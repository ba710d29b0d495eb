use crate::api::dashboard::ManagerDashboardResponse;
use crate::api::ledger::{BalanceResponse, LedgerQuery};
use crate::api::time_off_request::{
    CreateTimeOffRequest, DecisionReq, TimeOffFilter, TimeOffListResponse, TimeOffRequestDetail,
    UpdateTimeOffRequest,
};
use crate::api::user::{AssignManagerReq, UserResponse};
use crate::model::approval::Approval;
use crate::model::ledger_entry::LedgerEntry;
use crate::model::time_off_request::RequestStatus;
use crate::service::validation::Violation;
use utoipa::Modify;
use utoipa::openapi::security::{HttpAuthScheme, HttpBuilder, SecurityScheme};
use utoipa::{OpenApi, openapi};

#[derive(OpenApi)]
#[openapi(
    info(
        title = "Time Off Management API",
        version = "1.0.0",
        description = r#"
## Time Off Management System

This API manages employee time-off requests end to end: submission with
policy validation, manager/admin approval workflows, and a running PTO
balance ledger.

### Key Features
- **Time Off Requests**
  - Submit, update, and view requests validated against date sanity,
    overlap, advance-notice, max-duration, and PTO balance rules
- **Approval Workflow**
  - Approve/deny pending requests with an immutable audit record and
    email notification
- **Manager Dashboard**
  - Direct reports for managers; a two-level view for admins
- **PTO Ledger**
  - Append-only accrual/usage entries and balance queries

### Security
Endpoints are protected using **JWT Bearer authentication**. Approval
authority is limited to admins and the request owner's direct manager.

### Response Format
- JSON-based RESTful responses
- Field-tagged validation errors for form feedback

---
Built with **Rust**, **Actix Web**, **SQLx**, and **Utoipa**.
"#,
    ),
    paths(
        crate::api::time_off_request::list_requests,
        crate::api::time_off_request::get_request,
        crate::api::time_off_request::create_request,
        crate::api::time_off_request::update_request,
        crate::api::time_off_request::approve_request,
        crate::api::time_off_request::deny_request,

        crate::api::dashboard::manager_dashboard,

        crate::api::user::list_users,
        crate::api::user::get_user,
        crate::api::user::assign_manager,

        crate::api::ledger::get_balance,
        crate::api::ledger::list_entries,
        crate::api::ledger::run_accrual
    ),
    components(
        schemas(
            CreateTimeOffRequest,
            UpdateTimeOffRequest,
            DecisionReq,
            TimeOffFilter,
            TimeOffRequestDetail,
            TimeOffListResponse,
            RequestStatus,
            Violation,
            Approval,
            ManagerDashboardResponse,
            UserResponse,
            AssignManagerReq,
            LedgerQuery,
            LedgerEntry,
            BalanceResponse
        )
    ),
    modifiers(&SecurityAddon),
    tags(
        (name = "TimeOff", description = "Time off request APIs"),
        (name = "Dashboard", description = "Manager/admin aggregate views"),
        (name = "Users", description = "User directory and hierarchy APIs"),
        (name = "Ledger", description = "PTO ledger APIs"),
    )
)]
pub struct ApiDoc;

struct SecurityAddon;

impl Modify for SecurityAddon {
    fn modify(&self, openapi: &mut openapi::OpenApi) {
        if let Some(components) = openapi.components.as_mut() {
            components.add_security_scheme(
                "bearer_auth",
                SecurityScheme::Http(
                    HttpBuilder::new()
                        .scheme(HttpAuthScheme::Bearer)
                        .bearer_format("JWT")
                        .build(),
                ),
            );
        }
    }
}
* * *
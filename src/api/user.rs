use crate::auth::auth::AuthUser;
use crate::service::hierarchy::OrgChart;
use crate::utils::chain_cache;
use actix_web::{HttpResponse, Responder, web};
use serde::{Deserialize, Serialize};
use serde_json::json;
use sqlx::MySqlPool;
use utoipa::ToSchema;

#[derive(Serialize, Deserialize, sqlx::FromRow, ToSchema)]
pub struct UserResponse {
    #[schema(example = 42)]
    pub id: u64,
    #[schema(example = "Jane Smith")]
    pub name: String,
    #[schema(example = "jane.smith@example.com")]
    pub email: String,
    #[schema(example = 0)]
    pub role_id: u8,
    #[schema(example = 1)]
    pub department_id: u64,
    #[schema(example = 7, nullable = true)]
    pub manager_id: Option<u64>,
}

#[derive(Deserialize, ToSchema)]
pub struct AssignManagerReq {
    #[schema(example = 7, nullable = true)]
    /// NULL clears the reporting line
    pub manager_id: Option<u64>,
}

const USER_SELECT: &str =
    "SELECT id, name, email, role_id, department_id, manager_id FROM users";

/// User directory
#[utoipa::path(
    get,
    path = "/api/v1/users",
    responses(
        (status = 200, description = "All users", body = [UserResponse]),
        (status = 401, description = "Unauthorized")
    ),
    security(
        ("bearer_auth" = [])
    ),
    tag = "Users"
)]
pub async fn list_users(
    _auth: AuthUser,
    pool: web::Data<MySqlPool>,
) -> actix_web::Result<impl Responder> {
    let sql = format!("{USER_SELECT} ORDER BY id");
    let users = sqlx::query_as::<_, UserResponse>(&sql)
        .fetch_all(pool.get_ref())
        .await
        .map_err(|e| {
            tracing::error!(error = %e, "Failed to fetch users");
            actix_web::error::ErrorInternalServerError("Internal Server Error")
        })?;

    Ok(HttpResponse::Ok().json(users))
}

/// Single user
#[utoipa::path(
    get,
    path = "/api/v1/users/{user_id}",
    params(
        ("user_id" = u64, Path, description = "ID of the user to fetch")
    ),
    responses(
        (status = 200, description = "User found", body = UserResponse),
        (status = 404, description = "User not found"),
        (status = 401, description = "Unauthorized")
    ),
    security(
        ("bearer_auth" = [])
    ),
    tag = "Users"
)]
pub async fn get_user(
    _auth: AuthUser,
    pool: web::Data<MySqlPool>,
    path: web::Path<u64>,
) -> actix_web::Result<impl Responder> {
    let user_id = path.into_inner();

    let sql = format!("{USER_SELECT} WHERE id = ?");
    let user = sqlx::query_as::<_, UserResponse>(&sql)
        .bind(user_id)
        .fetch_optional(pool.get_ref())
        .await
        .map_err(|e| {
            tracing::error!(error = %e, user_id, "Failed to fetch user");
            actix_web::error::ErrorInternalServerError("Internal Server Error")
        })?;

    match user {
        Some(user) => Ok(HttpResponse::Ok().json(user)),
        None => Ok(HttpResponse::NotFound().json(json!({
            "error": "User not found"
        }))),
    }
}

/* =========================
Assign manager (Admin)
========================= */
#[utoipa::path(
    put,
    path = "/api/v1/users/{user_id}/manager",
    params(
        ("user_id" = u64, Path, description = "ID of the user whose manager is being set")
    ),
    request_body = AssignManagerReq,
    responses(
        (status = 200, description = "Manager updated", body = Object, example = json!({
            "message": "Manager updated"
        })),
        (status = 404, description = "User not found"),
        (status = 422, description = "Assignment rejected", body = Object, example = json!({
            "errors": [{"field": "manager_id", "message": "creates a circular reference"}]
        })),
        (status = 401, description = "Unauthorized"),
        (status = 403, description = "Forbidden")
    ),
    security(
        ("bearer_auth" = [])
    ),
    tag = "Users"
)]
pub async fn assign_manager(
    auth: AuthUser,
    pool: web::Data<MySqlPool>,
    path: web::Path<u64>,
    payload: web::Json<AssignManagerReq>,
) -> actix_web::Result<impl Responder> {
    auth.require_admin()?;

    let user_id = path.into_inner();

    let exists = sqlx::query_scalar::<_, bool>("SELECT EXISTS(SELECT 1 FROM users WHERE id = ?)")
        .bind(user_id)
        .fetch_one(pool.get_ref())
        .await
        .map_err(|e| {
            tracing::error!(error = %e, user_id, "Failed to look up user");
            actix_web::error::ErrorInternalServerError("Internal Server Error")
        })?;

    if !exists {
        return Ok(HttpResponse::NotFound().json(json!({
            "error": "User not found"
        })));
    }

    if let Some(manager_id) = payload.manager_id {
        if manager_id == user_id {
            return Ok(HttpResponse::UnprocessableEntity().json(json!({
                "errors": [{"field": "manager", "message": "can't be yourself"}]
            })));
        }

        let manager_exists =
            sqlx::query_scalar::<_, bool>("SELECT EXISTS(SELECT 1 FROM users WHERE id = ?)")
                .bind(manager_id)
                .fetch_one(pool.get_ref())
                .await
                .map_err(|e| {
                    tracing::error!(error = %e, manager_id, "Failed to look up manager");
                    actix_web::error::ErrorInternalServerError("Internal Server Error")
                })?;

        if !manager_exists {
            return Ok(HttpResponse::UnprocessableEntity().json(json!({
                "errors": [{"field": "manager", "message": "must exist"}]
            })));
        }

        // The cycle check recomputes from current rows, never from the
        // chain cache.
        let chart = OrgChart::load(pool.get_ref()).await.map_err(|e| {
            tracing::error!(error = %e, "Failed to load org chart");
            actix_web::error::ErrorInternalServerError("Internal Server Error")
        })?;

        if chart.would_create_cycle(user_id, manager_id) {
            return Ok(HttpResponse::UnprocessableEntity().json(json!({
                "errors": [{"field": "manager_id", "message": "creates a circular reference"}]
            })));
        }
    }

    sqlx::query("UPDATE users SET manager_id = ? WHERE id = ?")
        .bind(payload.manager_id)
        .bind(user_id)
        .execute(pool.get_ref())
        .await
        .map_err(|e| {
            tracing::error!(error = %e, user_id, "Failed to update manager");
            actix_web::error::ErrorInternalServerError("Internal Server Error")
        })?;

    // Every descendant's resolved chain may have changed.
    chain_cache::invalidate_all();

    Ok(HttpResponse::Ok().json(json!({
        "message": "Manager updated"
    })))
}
* * *
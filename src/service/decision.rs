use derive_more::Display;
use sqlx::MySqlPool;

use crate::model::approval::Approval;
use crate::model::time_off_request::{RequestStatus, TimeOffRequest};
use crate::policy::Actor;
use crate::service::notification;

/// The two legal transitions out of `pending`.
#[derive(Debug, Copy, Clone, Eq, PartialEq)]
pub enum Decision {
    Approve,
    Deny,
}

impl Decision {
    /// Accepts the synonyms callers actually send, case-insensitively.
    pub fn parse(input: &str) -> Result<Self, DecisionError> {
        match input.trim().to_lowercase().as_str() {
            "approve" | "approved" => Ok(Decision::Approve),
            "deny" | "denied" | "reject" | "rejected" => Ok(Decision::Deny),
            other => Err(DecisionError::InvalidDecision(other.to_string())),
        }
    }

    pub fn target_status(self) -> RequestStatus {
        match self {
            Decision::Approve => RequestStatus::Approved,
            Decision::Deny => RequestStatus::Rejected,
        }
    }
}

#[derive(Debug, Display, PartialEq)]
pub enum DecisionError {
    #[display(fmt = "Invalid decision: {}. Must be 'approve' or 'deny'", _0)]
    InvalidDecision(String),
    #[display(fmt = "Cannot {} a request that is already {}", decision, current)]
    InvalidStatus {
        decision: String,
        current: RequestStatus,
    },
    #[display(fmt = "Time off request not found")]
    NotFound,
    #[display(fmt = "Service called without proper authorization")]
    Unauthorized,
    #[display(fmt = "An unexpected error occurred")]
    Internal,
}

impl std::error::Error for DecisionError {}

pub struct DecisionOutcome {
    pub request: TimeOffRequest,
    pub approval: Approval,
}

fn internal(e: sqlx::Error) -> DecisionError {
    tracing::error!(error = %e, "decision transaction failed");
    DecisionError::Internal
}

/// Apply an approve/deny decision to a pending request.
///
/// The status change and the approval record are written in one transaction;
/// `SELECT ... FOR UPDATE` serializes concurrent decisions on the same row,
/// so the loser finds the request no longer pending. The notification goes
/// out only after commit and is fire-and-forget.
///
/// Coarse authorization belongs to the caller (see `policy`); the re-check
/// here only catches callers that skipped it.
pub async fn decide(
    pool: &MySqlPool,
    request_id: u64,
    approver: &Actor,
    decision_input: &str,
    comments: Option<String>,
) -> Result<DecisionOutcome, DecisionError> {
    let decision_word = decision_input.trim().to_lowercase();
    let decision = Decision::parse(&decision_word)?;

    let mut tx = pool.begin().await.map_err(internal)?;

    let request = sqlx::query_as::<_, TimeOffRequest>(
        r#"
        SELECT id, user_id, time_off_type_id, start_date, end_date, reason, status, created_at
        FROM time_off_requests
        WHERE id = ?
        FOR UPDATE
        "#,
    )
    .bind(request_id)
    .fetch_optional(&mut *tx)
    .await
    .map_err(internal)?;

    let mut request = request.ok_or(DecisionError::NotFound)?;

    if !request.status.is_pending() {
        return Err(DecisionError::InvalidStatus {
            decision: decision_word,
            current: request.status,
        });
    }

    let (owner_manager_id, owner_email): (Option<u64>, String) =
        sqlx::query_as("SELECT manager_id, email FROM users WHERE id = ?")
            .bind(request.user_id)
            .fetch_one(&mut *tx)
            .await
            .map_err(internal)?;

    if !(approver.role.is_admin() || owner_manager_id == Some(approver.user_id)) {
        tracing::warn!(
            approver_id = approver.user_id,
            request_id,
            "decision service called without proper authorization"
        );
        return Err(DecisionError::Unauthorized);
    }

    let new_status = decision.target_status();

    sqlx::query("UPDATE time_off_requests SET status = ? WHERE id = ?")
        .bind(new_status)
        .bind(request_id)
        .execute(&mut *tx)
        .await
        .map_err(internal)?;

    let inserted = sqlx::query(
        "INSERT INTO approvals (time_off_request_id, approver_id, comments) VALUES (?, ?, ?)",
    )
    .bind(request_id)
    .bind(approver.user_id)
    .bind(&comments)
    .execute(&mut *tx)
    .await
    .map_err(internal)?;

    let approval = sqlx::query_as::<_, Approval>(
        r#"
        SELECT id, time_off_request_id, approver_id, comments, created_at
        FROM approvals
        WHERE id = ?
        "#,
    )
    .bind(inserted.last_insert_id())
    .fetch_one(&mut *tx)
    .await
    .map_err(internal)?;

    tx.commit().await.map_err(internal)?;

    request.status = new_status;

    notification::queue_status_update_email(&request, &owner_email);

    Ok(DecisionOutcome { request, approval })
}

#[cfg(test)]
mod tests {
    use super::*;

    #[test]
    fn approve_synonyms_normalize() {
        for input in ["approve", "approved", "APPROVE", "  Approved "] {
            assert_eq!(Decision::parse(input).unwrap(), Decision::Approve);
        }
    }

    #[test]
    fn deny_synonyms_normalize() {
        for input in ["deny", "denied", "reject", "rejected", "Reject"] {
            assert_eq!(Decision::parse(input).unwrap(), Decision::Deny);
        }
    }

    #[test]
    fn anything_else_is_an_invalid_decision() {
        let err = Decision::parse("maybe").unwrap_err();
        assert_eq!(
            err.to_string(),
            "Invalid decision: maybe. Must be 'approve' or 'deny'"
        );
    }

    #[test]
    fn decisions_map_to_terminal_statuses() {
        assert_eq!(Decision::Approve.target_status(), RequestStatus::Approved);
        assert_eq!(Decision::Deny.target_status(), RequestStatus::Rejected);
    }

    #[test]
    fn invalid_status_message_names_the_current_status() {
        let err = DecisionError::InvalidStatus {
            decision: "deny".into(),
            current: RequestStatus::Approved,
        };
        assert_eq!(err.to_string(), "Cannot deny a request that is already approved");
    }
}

▸ **Your task**: For each line above that holds the string "HttpAuthScheme", provide a copy of that line.

▸ **Task output**:
use utoipa::openapi::security::{HttpAuthScheme, HttpBuilder, SecurityScheme};
                        .scheme(HttpAuthScheme::Bearer)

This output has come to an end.